What this task involves: Please write out all the data exactly as shown.

Data shown: Begin

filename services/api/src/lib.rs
mod cli;
mod infra;
mod report;
mod routes;
mod server;

use injury_check::error::AppError;

pub async fn run() -> Result<(), AppError> {
    cli::run().await
}
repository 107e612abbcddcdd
use injury_check_api::run;

#[tokio::main]
async fn main() {
    if let Err(err) = run().await {
        eprintln!("application error: {err}");
        std::process::exit(1);
    }
}
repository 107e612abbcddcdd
//! Symptom questionnaire intake and heuristic injury-risk scoring.
//!
//! Raw request payloads pass through [`analysis::validate_payload`] and are
//! scored by [`analysis::ScoringEngine`]. The HTTP surface lives in
//! [`analysis::analysis_router`]; process wiring (config, telemetry, errors)
//! is shared with the service binary.

pub mod analysis;
pub mod config;
pub mod error;
pub mod telemetry;
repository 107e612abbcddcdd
mod common;
mod routing;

Data shown: End

Exercise result:
filename services/api/src/lib.rs
mod cli;
mod infra;
mod report;
mod routes;
mod server;

use injury_check::error::AppError;

pub async fn run() -> Result<(), AppError> {
    cli::run().await
}
repository 107e612abbcddcdd
use injury_check_api::run;

#[tokio::main]
async fn main() {
    if let Err(err) = run().await {
        eprintln!("application error: {err}");
        std::process::exit(1);
    }
}
repository 107e612abbcddcdd
//! Symptom questionnaire intake and heuristic injury-risk scoring.
//!
//! Raw request payloads pass through [`analysis::validate_payload`] and are
//! scored by [`analysis::ScoringEngine`]. The HTTP surface lives in
//! [`analysis::analysis_router`]; process wiring (config, telemetry, errors)
//! is shared with the service binary.

pub mod analysis;
pub mod config;
pub mod error;
pub mod telemetry;
repository 107e612abbcddcdd
mod common;
mod routing;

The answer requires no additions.